Qu’elles étaient amusantes, fertiles en spectacles, les routes africaines de ce temps-là ! On s’arrêtait dans des auberges aux murs épais comme des remparts de citadelles, avec leurs cours intérieures bordées d’écuries en arcades, pleines de ballots et de harnais entassés, avec l’abreuvoir et la citerne au milieu, et les petites chambres ouvertes sur le balcon en pourtour, où montait une odeur d’huile et de fourrage, et le va-et-vient des gens et des bêtes de somme, l’entrée majestueuse des chameaux courbant leurs longs cols sous le cintre du porche. On causait avec les marchands qui arrivaient du Sud, qui apportaient les nouvelles des pays nomades, qui contaient des histoires. Et l’on repartait sans hâte pour l’étape prochaine, on croisait les longues files de chariots qui menaient des vivres aux soldats des garnisons frontières, ou qui conduisaient vers les villes maritimes l’annone du peuple romain, — ou bien, de loin en loin, la chaise à porteurs ou à mulets d’un évêque en tournée, la litière aux courtines closes d’une matrone ou d’un grand personnage. Soudain, on s’écartait, les attelages se rangeaient au bord de la route, pour laisser passer, bride abattue, dans un nuage de poussière, un messager de la poste impériale...

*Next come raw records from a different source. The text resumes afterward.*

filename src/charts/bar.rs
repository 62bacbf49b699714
use std::path::Path;

use plotters::prelude::*;

use crate::charts::{CHART_SIZE, FONT_FAMILY, SCORE_MAX, text_enabled};
use crate::error::PitchError;
use crate::model::scores::{Category, ScoreSet, category_order};

pub const BAR_TITLE: &str = "Pitch Score Breakdown";

const BAR_INSET: f64 = 0.15;

/// Vertical bar per category on a fixed 0..100 axis.
pub fn render_bar_chart(path: &Path, scores: &ScoreSet) -> Result<(), PitchError> {
    let categories = category_order();
    let n = categories.len() as f64;
    let text = text_enabled();

    let root = BitMapBackend::new(path, CHART_SIZE).into_drawing_area();
    root.fill(&WHITE).map_err(|e| PitchError::chart(path, e))?;

    let mut builder = ChartBuilder::on(&root);
    builder.margin(20);
    if text {
        builder
            .caption(BAR_TITLE, (FONT_FAMILY, 24))
            .x_label_area_size(40)
            .y_label_area_size(40);
    }
    let mut chart = builder
        .build_cartesian_2d(0f64..n, 0f64..SCORE_MAX)
        .map_err(|e| PitchError::chart(path, e))?;

    if text {
        chart
            .configure_mesh()
            .disable_x_mesh()
            .x_labels(categories.len() * 2)
            .x_label_formatter(&|x| {
                category_at(*x)
                    .map(Category::chart_label)
                    .unwrap_or("")
                    .to_string()
            })
            .y_labels(6)
            .draw()
            .map_err(|e| PitchError::chart(path, e))?;
    } else {
        chart
            .draw_series((0..=5).map(|step| {
                let y = f64::from(step) * SCORE_MAX / 5.0;
                PathElement::new(vec![(0.0, y), (n, y)], BLACK.mix(0.15).stroke_width(1))
            }))
            .map_err(|e| PitchError::chart(path, e))?;
    }

    chart
        .draw_series(categories.iter().enumerate().map(|(i, &category)| {
            let x = i as f64;
            let value = f64::from(scores.get(category));
            Rectangle::new(
                [(x + BAR_INSET, 0.0), (x + 1.0 - BAR_INSET, value)],
                BLUE.filled(),
            )
        }))
        .map_err(|e| PitchError::chart(path, e))?;

    root.present().map_err(|e| PitchError::chart(path, e))?;
    Ok(())
}

/// Maps a mesh key point to the category whose bar is centred on it.
pub fn category_at(x: f64) -> Option<Category> {
    let slot = x.floor();
    if slot < 0.0 || (x - slot - 0.5).abs() > 1e-6 {
        return None;
    }
    category_order().get(slot as usize).copied()
}

#[cfg(test)]
#[path = "../../tests/src_inline/charts/bar.rs"]
mod tests;
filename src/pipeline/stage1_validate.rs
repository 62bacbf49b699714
use crate::model::thresholds::ScoringProfile;

#[derive(Debug, Clone, Copy, PartialEq, Eq)]
pub enum Stage1Output {
    Accepted { trimmed_chars: usize },
    TooShort { trimmed_chars: usize },
}

pub fn run_stage1(text: &str, profile: &ScoringProfile) -> Stage1Output {
    let trimmed_chars = text.trim().chars().count();
    if trimmed_chars < profile.min_chars {
        Stage1Output::TooShort { trimmed_chars }
    } else {
        Stage1Output::Accepted { trimmed_chars }
    }
}

#[cfg(test)]
#[path = "../../tests/src_inline/pipeline/stage1_validate.rs"]
mod tests;
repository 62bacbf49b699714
pub const SAMPLE_PITCHES: [&str; 2] = [
    "We are building an AI-powered healthcare assistant that reduces hospital workload by 40% and improves patient monitoring accuracy.",
    "A fintech startup enabling rural businesses to access microloans using AI credit scoring.",
];

/// One-based lookup, matching the numbering printed by `examples`.
pub fn sample_pitch(idx: usize) -> Option<&'static str> {
    idx.checked_sub(1).and_then(|i| SAMPLE_PITCHES.get(i)).copied()
}
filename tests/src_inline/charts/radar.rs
use super::*;
use std::f64::consts::PI;

#[test]
fn test_angles_evenly_spaced_without_endpoint() {
    let angles = radar_angles(5);
    assert_eq!(angles.len(), 5);
    assert_eq!(angles[0], 0.0);
    for pair in angles.windows(2) {
        assert!((pair[1] - pair[0] - 2.0 * PI / 5.0).abs() < 1e-12);
    }
    assert!(*angles.last().unwrap() < TAU);
    assert!(radar_angles(0).is_empty());
}

#[test]
fn test_closed_loop_repeats_first_vertex() {
    let pts = closed_loop(&[62.0, 50.0, 53.0, 100.0, 50.0]);
    assert_eq!(pts.len(), 6);
    assert_eq!(pts[0], pts[5]);
    assert!((pts[0].0 - 62.0).abs() < 1e-12);
    assert!(pts[0].1.abs() < 1e-12);
    assert!(closed_loop(&[]).is_empty());
}

#[test]
fn test_render_radar_chart_writes_png() {
    let dir = tempfile::tempdir().unwrap();
    let path = dir.path().join("radar_chart.png");
    let scores = ScoreSet {
        clarity: 62,
        impact: 50,
        logic: 53,
        innovation: 100,
        market: 50,
        overall: 61.1,
    };
    render_radar_chart(&path, &scores).unwrap();
    let bytes = std::fs::read(&path).unwrap();
    assert!(bytes.starts_with(&[0x89, b'P', b'N', b'G']));
}
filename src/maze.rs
pub(crate) mod model;
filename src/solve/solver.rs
use std::collections::VecDeque;

use crate::{
    foundation::{
        core::CellId,
        error::{MazeError, MazeResult},
    },
    maze::model::Maze,
};

#[derive(Clone, Debug, PartialEq, Eq, serde::Serialize)]
#[serde(transparent)]
/// Ordered cells from the entrance to the exit; consecutive cells share an open wall.
pub struct SolutionPath {
    cells: Vec<CellId>,
}

impl SolutionPath {
    /// Cells in walking order.
    pub fn cells(&self) -> &[CellId] {
        &self.cells
    }

    /// Number of cells on the path (tree distance + 1).
    pub fn len(&self) -> usize {
        self.cells.len()
    }

    /// Return `true` if the path has no cells.
    pub fn is_empty(&self) -> bool {
        self.cells.is_empty()
    }

    /// First cell (the entrance).
    pub fn first(&self) -> Option<CellId> {
        self.cells.first().copied()
    }

    /// Last cell (the exit).
    pub fn last(&self) -> Option<CellId> {
        self.cells.last().copied()
    }

    /// Consecutive `(from, to)` pairs.
    pub fn steps(&self) -> impl Iterator<Item = (CellId, CellId)> + '_ {
        self.cells.windows(2).map(|w| (w[0], w[1]))
    }
}

/// Breadth-first distances (in steps through open walls) from `start` to every cell, indexed
/// by the topology's dense cell index. Unreachable cells are `None`.
pub fn distances_from(maze: &Maze, start: CellId) -> MazeResult<Vec<Option<usize>>> {
    let (dist, _) = bfs(maze, start)?;
    Ok(dist)
}

fn bfs(maze: &Maze, start: CellId) -> MazeResult<(Vec<Option<usize>>, Vec<Option<usize>>)> {
    let topo = maze.topology();
    let start_idx = topo
        .index_of(start)
        .ok_or_else(|| MazeError::invalid_input(format!("{start} is not a cell of this maze")))?;

    let mut dist = vec![None; topo.total_cells()];
    let mut parent = vec![None; topo.total_cells()];
    dist[start_idx] = Some(0);

    let mut queue = VecDeque::from([start]);
    while let Some(cell) = queue.pop_front() {
        let cell_idx = topo
            .index_of(cell)
            .ok_or_else(|| MazeError::inconsistent(format!("{cell} escaped the topology")))?;
        let d = dist[cell_idx].unwrap_or(0);
        for next in maze.open_neighbors(cell) {
            let next_idx = topo
                .index_of(next)
                .ok_or_else(|| MazeError::inconsistent(format!("{next} escaped the topology")))?;
            if dist[next_idx].is_none() {
                dist[next_idx] = Some(d + 1);
                parent[next_idx] = Some(cell_idx);
                queue.push_back(next);
            }
        }
    }
    Ok((dist, parent))
}

/// Find the path from the entrance to the recorded exit, following open walls only.
///
/// Fails with [`MazeError::InconsistentMaze`] when the exit cannot be reached.
#[tracing::instrument(skip(maze), fields(rings = maze.ring_count()))]
pub fn solve(maze: &Maze) -> MazeResult<SolutionPath> {
    let topo = maze.topology();
    let (dist, parent) = bfs(maze, maze.entrance())?;

    let exit = maze.exit();
    let exit_idx = topo
        .index_of(exit)
        .ok_or_else(|| MazeError::inconsistent(format!("exit {exit} is not a cell")))?;
    let Some(len) = dist[exit_idx] else {
        return Err(MazeError::inconsistent(format!(
            "exit {exit} is not reachable from the entrance"
        )));
    };

    let mut cells = Vec::with_capacity(len + 1);
    let mut cur = Some(exit_idx);
    while let Some(idx) = cur {
        let cell = topo
            .cell_at(idx)
            .ok_or_else(|| MazeError::inconsistent(format!("cell index {idx} out of range")))?;
        cells.push(cell);
        if cells.len() > len + 1 {
            return Err(MazeError::inconsistent("parent chain does not terminate"));
        }
        cur = parent[idx];
    }
    cells.reverse();

    if cells.first() != Some(&maze.entrance()) {
        return Err(MazeError::inconsistent("path does not start at the entrance"));
    }

    tracing::debug!(cells = cells.len(), exit = %exit, "solved maze");
    Ok(SolutionPath { cells })
}

#[cfg(test)]
#[path = "../../tests/unit/solve/solver.rs"]
mod tests;
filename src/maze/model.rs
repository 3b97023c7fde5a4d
use std::collections::VecDeque;

use crate::{
    foundation::{
        core::CellId,
        error::{MazeError, MazeResult},
        math::Fnv1a64,
    },
    topology::ring::{LinkId, RingTopology},
};

#[derive(Clone, Copy, Debug, PartialEq, Eq, Hash, serde::Serialize, serde::Deserialize)]
#[serde(rename_all = "lowercase")]
/// Passability of a wall.
pub enum WallState {
    /// Passable.
    Open,
    /// Blocking.
    Closed,
}

impl WallState {
    fn from_open(open: bool) -> Self {
        if open { Self::Open } else { Self::Closed }
    }

    /// Return `true` for [`WallState::Open`].
    pub fn is_open(self) -> bool {
        self == Self::Open
    }
}

#[derive(Clone, Debug, PartialEq, Eq)]
/// One generated maze: its topology, the state of every internal wall, and the exit.
///
/// Wall state is stored once per link of the topology, so both cells bordering a wall always
/// observe the same state. The exterior wall is open only at [`Maze::exit`].
pub struct Maze {
    topology: RingTopology,
    open: Vec<bool>,
    exit: CellId,
    carve_order: Vec<LinkId>,
    seed: Option<u64>,
}

impl Maze {
    /// A maze over `topology` with every wall closed and a provisional exit at position 0 of
    /// the outermost ring.
    pub(crate) fn closed(topology: RingTopology) -> Self {
        let open = vec![false; topology.links().len()];
        let exit = CellId::new(topology.outermost_ring(), 0);
        Self {
            topology,
            open,
            exit,
            carve_order: Vec::new(),
            seed: None,
        }
    }

    /// Rebuild a maze from stored wall states, one flag per link. The carve log stays empty.
    pub(crate) fn from_walls(
        topology: RingTopology,
        open: Vec<bool>,
        exit: CellId,
        seed: Option<u64>,
    ) -> MazeResult<Self> {
        if open.len() != topology.links().len() {
            return Err(MazeError::invalid_input(format!(
                "{} wall states for {} links",
                open.len(),
                topology.links().len()
            )));
        }
        let mut maze = Self::closed(topology);
        maze.open = open;
        maze.designate_exit(exit)?;
        maze.seed = seed;
        maze.verify()?;
        Ok(maze)
    }

    pub(crate) fn open_wall(&mut self, link: LinkId) {
        if !self.open[link] {
            self.open[link] = true;
            self.carve_order.push(link);
        }
    }

    pub(crate) fn designate_exit(&mut self, cell: CellId) -> MazeResult<()> {
        if cell.ring != self.topology.outermost_ring() || self.topology.index_of(cell).is_none() {
            return Err(MazeError::invalid_input(format!(
                "exit {cell} is not a cell of the outermost ring"
            )));
        }
        self.exit = cell;
        Ok(())
    }

    pub(crate) fn set_seed(&mut self, seed: Option<u64>) {
        self.seed = seed;
    }

    /// Adjacency table the maze was carved over.
    pub fn topology(&self) -> &RingTopology {
        &self.topology
    }

    /// Number of rings.
    pub fn ring_count(&self) -> usize {
        self.topology.ring_count()
    }

    /// The single ring-0 cell.
    pub fn entrance(&self) -> CellId {
        CellId::ENTRANCE
    }

    /// The outermost-ring cell whose exterior wall is open.
    pub fn exit(&self) -> CellId {
        self.exit
    }

    /// Seed of the random source the maze was carved with, when known.
    pub fn seed(&self) -> Option<u64> {
        self.seed
    }

    /// Links in the order carving opened them; empty for a maze loaded from a document.
    pub fn carve_order(&self) -> &[LinkId] {
        &self.carve_order
    }

    /// Return `true` if the wall on `link` is open.
    pub fn is_open(&self, link: LinkId) -> bool {
        self.open.get(link).copied().unwrap_or(false)
    }

    /// State of `link`'s wall.
    pub fn wall(&self, link: LinkId) -> WallState {
        WallState::from_open(self.is_open(link))
    }

    /// State of the wall between adjacent cells `a` and `b`; `None` if they are not adjacent.
    pub fn wall_towards(&self, a: CellId, b: CellId) -> Option<WallState> {
        self.topology.link_between(a, b).map(|id| self.wall(id))
    }

    /// State of the wall between `cell` and the outside; `None` off the outermost ring.
    pub fn exterior_wall(&self, cell: CellId) -> Option<WallState> {
        if cell.ring != self.topology.outermost_ring() || self.topology.index_of(cell).is_none() {
            return None;
        }
        Some(WallState::from_open(cell == self.exit))
    }

    /// Number of open internal walls.
    pub fn open_wall_count(&self) -> usize {
        self.open.iter().filter(|&&o| o).count()
    }

    /// Cells reachable from `cell` through one open wall, in slot order.
    pub fn open_neighbors(&self, cell: CellId) -> impl Iterator<Item = CellId> + '_ {
        self.topology
            .neighbors(cell)
            .filter(|&(id, _)| self.open[id])
            .map(|(_, n)| n)
    }

    /// Stable 64-bit hash of ring count, wall states and exit.
    pub fn fingerprint(&self) -> u64 {
        let mut h = Fnv1a64::new_default();
        h.write_u64(self.ring_count() as u64);
        for &o in &self.open {
            h.write_u8(u8::from(o));
        }
        h.write_u64(self.exit.ring as u64);
        h.write_u64(self.exit.position as u64);
        h.finish()
    }

    /// Check the perfect-maze invariants: `N - 1` open walls, every cell reachable from the
    /// entrance, and the exit on the outermost ring.
    pub fn verify(&self) -> MazeResult<()> {
        let total = self.topology.total_cells();
        if total == 0 {
            return Err(MazeError::invalid_input("maze has no cells"));
        }
        self.topology.verify_symmetry()?;
        if self.exit.ring != self.topology.outermost_ring()
            || self.topology.index_of(self.exit).is_none()
        {
            return Err(MazeError::inconsistent(format!(
                "exit {} is not on the outermost ring",
                self.exit
            )));
        }

        let open = self.open_wall_count();
        if open != total - 1 {
            return Err(MazeError::inconsistent(format!(
                "{open} open walls for {total} cells, expected {}",
                total - 1
            )));
        }

        let mut seen = vec![false; total];
        let mut queue = VecDeque::from([self.entrance()]);
        seen[0] = true;
        let mut reached = 1usize;
        while let Some(cell) = queue.pop_front() {
            for next in self.open_neighbors(cell) {
                let Some(idx) = self.topology.index_of(next) else {
                    continue;
                };
                if !seen[idx] {
                    seen[idx] = true;
                    reached += 1;
                    queue.push_back(next);
                }
            }
        }
        if reached != total {
            return Err(MazeError::inconsistent(format!(
                "only {reached} of {total} cells are reachable from the entrance"
            )));
        }
        Ok(())
    }

    #[cfg(test)]
    pub(crate) fn force_wall(&mut self, link: LinkId, open: bool) {
        self.open[link] = open;
    }
}

#[cfg(test)]
#[path = "../../tests/unit/maze/model.rs"]
mod tests;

Certainement, cette route d’Hippone à Théveste était une des plus fréquentées et aussi des plus pittoresques de la province : c’en était une des principales artères.

D’abord, l’aspect de la contrée est assez semblable à celui des environs de Thagaste. Le paysage montagneux et forestier continue à déployer ses mamelonnemens et ses nappes de verdures. On longe, par intervalles, la vallée profondément encaissée de la Medjerda. Au bas des pentes en précipices, on entend bruire la rivière sur les cailloux de son lit torrentueux, — et ce sont des descentes abruptes parmi les fourrés de genévriers, les racines émergeantes des pins en parasol. Puis, à mesure qu’on descend, le sol se fait plus pauvre, les espaces dénudés se multiplient.